Sunday, January 08, 2012

Those with their cellular phones in their hand on trains are trying to “pull even.”

“Robert Putnam, a Harvard political scientist, found that there is a direct connection between the duration of a person's commute and their sense of social isolation. By his calculations, every ten minutes of commuting results in 10 precent fewer social connections.” (Arianna Huffington, Third World America, p.104) I commute for one hour each way. That means I have 120% “fewer social connections.” “A study by Swiss economists at the University of Zurich discovered that commuters with a one-hour commute each way need to earn 40 percent more than noncommuters just to pull even with the noncommuters' level of satisfaction with their lives.” (ibid., p.104)

Saturday, January 07, 2012

International Communication Education

Communication needs an expressionist on one end and audience on the other, since monologue cannot be called communication.
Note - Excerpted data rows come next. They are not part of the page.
/*!
    Latest-frame publication.
*/

use std::sync::Arc;

use parking_lot::Mutex;

use media_types::DisplayFrame;

/**
    Single-slot "latest frame wins" register.

    [`publish`] overwrites any unconsumed prior frame: frames are dropped
    rather than queued, which bounds end-to-end latency and memory under a
    slow consumer at the cost of giving the decode loop no back-pressure
    signal. [`publish`] never blocks on the consumer, and [`latest`] is safe
    to call from any thread concurrently with it. The lock is held only for
    the pointer swap, never across native calls.

    [`publish`]: Self::publish
    [`latest`]: Self::latest
*/
#[derive(Default)]
pub struct FrameSlot {
    slot: Mutex<Option<Arc<DisplayFrame>>>,
}

impl FrameSlot {
    /**
        Create an empty slot.
    */
    pub fn new() -> Self {
        Self::default()
    }

    /**
        Store a frame, replacing any unconsumed prior frame.
    */
    pub fn publish(&self, frame: DisplayFrame) {
        *self.slot.lock() = Some(Arc::new(frame));
    }

    /**
        The most recently published frame, if any.
    */
    pub fn latest(&self) -> Option<Arc<DisplayFrame>> {
        self.slot.lock().clone()
    }

    /**
        Empty the slot.
    */
    pub fn clear(&self) {
        *self.slot.lock() = None;
    }
}

#[cfg(test)]
mod tests {
    use super::*;

    fn frame(sequence: u64) -> DisplayFrame {
        DisplayFrame::new(vec![0u8; 16], 2, 2, 8, sequence)
    }

    #[test]
    fn empty_slot_has_no_frame() {
        let slot = FrameSlot::new();
        assert!(slot.latest().is_none());
    }

    #[test]
    fn publish_overwrites() {
        let slot = FrameSlot::new();
        slot.publish(frame(0));
        slot.publish(frame(1));
        slot.publish(frame(2));

        assert_eq!(slot.latest().expect("frame").sequence, 2);
    }

    #[test]
    fn latest_is_repeatable_until_overwritten() {
        let slot = FrameSlot::new();
        slot.publish(frame(7));

        assert_eq!(slot.latest().expect("frame").sequence, 7);
        assert_eq!(slot.latest().expect("frame").sequence, 7);
    }

    #[test]
    fn clear_empties_the_slot() {
        let slot = FrameSlot::new();
        slot.publish(frame(0));
        slot.clear();
        assert!(slot.latest().is_none());
    }

    #[test]
    fn concurrent_publish_and_read() {
        let slot = Arc::new(FrameSlot::new());

        let writer = {
            let slot = Arc::clone(&slot);
            std::thread::spawn(move || {
                for sequence in 0..1000 {
                    slot.publish(frame(sequence));
                }
            })
        };

        // A reader only ever observes a strict subset of the published
        // frames, in order.
        let mut last_seen = None;
        while !writer.is_finished() {
            if let Some(f) = slot.latest() {
                if let Some(last) = last_seen {
                    assert!(f.sequence >= last, "went backwards: {} < {last}", f.sequence);
                }
                last_seen = Some(f.sequence);
            }
        }
        writer.join().expect("writer");

        assert_eq!(slot.latest().expect("frame").sequence, 999);
    }
}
Expressionists send their messages out. If nobody else audits the message, there is no communication but monologue. If audience audit the message, there comes communication for the first time. Thus, if communication is to exist, there should be both an expressionist and her/his audience. International Communication is, of course, a kind of communication, and thus needs expressionists and audience. International Communication Education, a crucial part of International Education, is, therefore, an education which develop both expressionists and audience across borders. Let me examine how International Communication takes place. Expressionists express their ideas or their facts they have found usually in their second languages. Here we need an education to develop expressionist-ship in our students. Audience, off course, audit what expressionists have expressed usually in their second languages, but, to audit, the audience have to find the expressions. That is, they have to subscribe to the expressions. Therefore, we have to develop audience-ship, which includes subscriber-ship, in our students. By developing both transnational expressionist-ship and transnational audience-ship in our students, we can have transnational communication. Plural transnational communications will finally make up International Communication.